----- MATERIAL PROVIDED

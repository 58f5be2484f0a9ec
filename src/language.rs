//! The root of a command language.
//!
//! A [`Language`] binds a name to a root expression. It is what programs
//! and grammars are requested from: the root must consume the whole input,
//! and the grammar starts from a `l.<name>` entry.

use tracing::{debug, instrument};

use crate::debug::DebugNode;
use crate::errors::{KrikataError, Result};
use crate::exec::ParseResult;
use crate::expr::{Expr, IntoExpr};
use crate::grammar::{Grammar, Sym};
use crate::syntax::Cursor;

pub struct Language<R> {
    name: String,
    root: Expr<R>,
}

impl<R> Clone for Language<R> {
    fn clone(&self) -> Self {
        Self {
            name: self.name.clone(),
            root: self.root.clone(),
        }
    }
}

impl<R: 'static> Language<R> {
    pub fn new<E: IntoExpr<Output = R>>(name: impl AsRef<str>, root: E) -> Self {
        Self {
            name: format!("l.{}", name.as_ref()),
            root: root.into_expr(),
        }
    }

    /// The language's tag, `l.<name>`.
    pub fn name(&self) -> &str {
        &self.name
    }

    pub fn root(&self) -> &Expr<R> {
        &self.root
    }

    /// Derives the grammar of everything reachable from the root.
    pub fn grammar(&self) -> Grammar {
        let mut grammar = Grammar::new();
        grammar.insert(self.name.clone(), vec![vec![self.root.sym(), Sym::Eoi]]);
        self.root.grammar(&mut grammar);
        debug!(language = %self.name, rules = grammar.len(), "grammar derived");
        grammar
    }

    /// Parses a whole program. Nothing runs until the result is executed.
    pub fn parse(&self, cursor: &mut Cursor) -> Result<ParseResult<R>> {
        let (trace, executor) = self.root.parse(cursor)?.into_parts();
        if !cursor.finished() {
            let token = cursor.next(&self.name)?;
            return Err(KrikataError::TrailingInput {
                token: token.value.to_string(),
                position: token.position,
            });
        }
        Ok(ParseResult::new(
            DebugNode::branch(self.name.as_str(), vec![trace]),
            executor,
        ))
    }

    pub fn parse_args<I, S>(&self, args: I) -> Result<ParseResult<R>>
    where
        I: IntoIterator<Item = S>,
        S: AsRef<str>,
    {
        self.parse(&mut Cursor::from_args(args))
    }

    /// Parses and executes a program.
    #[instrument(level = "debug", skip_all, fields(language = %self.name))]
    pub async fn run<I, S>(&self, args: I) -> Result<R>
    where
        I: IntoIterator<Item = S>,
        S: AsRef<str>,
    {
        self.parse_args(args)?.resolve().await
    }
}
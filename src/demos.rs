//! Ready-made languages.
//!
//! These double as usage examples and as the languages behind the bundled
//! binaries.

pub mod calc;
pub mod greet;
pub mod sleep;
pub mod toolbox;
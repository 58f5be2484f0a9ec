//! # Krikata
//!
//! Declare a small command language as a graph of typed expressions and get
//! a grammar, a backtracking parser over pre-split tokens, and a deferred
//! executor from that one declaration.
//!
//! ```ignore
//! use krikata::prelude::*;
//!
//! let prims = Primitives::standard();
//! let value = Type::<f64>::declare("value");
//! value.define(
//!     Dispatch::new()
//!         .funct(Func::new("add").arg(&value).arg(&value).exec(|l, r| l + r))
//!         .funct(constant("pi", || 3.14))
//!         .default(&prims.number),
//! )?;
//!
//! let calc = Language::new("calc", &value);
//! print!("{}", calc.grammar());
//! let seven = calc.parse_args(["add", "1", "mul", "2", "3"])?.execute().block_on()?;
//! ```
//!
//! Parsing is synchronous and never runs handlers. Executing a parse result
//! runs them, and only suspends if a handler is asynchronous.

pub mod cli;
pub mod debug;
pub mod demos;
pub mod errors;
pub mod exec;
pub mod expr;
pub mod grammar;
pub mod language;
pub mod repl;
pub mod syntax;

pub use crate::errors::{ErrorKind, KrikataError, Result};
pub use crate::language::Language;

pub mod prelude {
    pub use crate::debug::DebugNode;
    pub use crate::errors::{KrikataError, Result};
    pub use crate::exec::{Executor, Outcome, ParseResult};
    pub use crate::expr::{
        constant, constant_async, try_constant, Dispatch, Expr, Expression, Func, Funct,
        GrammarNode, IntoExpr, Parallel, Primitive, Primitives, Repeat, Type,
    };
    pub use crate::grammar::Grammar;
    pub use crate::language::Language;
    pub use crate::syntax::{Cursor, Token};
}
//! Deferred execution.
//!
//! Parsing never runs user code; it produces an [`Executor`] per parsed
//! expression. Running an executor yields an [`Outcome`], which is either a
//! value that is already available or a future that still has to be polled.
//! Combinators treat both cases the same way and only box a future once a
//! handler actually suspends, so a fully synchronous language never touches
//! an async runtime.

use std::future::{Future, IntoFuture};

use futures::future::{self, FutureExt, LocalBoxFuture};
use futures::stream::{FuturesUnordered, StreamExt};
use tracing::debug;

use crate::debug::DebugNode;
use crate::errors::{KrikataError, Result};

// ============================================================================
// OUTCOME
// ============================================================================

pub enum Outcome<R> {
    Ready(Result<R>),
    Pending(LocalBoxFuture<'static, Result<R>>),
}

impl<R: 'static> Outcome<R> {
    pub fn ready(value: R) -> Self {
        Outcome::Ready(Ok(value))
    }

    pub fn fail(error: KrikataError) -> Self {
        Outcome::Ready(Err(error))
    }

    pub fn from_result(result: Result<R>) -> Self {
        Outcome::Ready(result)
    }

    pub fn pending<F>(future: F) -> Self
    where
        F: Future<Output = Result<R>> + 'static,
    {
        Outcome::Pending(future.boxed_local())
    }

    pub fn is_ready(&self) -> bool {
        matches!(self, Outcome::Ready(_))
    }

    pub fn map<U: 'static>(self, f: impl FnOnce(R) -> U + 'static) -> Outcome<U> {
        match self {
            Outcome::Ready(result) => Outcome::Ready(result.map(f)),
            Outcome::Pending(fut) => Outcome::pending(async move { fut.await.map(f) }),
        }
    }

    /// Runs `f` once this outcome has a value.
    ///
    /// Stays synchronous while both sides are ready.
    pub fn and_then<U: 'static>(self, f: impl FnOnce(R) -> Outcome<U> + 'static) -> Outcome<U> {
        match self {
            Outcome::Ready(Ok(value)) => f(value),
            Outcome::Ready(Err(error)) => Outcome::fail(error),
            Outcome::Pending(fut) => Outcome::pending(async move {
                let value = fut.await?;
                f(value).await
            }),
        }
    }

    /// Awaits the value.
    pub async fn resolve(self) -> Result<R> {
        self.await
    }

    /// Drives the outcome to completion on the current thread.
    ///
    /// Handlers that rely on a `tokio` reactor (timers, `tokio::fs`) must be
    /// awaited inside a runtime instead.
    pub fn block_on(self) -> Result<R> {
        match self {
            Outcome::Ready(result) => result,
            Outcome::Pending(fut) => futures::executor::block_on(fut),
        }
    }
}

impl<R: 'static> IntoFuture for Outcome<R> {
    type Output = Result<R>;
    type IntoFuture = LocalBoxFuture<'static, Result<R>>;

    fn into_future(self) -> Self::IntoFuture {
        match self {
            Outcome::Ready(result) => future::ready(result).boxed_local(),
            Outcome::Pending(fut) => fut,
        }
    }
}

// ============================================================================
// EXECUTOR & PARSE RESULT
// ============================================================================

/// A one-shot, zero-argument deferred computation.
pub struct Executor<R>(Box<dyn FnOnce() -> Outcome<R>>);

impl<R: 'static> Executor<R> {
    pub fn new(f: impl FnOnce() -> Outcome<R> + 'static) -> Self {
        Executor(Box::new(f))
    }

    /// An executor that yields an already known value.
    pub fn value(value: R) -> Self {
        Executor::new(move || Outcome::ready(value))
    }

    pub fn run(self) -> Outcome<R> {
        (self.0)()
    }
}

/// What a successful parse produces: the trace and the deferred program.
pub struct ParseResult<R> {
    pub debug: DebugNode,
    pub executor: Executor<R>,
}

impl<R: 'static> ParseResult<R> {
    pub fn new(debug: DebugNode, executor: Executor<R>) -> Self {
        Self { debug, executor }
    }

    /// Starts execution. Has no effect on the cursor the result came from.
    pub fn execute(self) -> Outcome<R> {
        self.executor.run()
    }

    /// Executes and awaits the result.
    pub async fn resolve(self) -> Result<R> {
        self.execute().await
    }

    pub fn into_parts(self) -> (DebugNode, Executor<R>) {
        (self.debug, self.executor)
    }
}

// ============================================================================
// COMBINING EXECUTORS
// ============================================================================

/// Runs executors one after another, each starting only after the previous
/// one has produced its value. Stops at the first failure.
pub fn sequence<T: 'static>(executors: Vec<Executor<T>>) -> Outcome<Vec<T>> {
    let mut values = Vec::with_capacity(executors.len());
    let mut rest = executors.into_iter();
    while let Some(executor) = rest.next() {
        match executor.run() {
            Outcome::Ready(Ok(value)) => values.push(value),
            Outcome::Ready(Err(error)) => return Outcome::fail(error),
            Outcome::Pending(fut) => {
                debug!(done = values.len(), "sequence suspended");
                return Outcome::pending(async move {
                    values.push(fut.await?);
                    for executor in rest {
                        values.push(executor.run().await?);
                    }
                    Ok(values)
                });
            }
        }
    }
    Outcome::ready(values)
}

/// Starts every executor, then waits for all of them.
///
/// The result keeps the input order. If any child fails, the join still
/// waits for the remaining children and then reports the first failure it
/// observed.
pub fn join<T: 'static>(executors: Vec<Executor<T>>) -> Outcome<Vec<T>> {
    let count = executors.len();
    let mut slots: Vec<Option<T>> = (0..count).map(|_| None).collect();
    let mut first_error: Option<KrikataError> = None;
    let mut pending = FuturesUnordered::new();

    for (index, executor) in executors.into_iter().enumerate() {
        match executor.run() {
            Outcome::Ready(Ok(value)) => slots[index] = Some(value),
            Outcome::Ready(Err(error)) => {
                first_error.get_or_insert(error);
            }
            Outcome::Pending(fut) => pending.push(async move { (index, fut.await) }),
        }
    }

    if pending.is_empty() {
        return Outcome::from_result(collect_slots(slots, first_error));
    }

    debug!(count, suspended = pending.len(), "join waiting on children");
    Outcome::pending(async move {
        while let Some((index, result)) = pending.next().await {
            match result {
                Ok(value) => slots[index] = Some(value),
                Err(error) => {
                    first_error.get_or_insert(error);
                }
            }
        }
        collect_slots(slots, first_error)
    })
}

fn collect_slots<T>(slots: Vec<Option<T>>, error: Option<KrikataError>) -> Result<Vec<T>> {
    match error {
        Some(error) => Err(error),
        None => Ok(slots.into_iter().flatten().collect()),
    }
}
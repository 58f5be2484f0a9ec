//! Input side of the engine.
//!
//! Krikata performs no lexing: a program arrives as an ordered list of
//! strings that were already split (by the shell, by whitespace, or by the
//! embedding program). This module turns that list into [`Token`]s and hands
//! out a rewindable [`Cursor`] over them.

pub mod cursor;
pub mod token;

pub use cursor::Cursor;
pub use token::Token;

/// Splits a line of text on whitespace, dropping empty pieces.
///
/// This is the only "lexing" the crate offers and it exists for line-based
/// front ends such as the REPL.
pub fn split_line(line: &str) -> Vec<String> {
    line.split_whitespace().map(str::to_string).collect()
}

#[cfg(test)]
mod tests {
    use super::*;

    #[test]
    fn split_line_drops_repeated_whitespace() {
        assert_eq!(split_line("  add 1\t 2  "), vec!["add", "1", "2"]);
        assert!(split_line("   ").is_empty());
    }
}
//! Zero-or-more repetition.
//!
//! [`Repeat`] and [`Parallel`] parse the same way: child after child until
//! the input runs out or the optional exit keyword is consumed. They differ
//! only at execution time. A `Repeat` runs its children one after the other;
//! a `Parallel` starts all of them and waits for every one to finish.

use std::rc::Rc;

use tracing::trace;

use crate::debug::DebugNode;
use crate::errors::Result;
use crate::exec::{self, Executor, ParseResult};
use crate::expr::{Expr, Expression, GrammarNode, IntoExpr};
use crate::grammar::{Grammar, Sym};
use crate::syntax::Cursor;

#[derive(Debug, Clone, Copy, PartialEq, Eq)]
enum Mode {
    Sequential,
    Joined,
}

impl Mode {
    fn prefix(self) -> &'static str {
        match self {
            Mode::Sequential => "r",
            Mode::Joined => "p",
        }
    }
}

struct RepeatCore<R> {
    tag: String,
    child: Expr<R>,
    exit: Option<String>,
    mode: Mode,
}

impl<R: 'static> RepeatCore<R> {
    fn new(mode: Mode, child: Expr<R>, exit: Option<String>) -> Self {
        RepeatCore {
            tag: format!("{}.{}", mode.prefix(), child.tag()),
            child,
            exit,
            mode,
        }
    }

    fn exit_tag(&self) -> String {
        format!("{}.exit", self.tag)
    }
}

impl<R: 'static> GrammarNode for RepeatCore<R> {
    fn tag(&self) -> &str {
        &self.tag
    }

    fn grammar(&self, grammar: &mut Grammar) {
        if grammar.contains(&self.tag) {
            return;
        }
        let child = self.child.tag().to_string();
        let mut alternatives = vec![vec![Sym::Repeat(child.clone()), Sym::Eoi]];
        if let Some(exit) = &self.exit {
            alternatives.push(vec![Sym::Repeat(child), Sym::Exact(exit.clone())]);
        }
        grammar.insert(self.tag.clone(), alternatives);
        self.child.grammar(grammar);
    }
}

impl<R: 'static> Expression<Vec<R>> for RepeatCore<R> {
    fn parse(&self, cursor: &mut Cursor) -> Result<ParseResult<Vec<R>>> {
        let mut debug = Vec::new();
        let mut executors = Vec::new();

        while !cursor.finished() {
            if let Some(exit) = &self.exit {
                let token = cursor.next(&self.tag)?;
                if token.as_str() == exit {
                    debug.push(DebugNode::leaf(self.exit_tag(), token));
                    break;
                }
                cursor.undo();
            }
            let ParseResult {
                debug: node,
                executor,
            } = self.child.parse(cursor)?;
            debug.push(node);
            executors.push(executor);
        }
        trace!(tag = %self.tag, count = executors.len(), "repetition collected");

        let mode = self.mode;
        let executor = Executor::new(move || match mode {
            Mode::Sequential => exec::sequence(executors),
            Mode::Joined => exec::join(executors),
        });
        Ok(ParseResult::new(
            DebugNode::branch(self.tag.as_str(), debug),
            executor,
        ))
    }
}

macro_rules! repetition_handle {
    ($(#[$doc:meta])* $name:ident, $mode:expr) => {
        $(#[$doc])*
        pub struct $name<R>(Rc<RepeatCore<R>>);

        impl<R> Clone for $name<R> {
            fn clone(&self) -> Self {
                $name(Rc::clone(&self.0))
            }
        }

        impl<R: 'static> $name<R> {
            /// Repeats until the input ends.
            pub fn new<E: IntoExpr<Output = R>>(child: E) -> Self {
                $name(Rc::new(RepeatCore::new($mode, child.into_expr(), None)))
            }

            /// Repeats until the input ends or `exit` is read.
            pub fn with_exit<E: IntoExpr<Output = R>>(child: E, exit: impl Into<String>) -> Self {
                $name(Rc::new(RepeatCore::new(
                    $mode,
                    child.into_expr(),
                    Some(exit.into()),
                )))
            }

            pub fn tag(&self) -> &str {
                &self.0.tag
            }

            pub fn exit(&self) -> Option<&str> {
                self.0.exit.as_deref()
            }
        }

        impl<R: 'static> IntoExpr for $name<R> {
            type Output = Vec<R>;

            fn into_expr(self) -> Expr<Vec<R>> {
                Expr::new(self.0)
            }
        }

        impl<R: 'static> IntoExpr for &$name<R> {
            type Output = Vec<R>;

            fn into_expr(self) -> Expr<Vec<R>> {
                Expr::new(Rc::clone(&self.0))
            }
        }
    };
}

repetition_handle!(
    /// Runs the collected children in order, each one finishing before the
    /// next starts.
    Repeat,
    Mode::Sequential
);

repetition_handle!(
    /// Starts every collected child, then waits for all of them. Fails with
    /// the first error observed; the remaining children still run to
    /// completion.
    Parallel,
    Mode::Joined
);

----------

TASK BRIEF - Begin with the first line of the records and finish with the line containing "from the root.". Reproduce those lines exactly, both ends included, and nothing else.

SOLVED PROBLEM -
repository 58f5be2484f0a9ec
filename src/language.rs
//! The root of a command language.
//!
//! A [`Language`] binds a name to a root expression. It is what programs
//! and grammars are requested from: the root must consume the whole input,
//! and the grammar starts from a `l.<name>` entry.

use tracing::{debug, instrument};

use crate::debug::DebugNode;
use crate::errors::{KrikataError, Result};
use crate::exec::ParseResult;
use crate::expr::{Expr, IntoExpr};
use crate::grammar::{Grammar, Sym};
use crate::syntax::Cursor;

pub struct Language<R> {
    name: String,
    root: Expr<R>,
}

impl<R> Clone for Language<R> {
    fn clone(&self) -> Self {
        Self {
            name: self.name.clone(),
            root: self.root.clone(),
        }
    }
}

impl<R: 'static> Language<R> {
    pub fn new<E: IntoExpr<Output = R>>(name: impl AsRef<str>, root: E) -> Self {
        Self {
            name: format!("l.{}", name.as_ref()),
            root: root.into_expr(),
        }
    }

    /// The language's tag, `l.<name>`.
    pub fn name(&self) -> &str {
        &self.name
    }

    pub fn root(&self) -> &Expr<R> {
        &self.root
    }

    /// Derives the grammar of everything reachable from the root.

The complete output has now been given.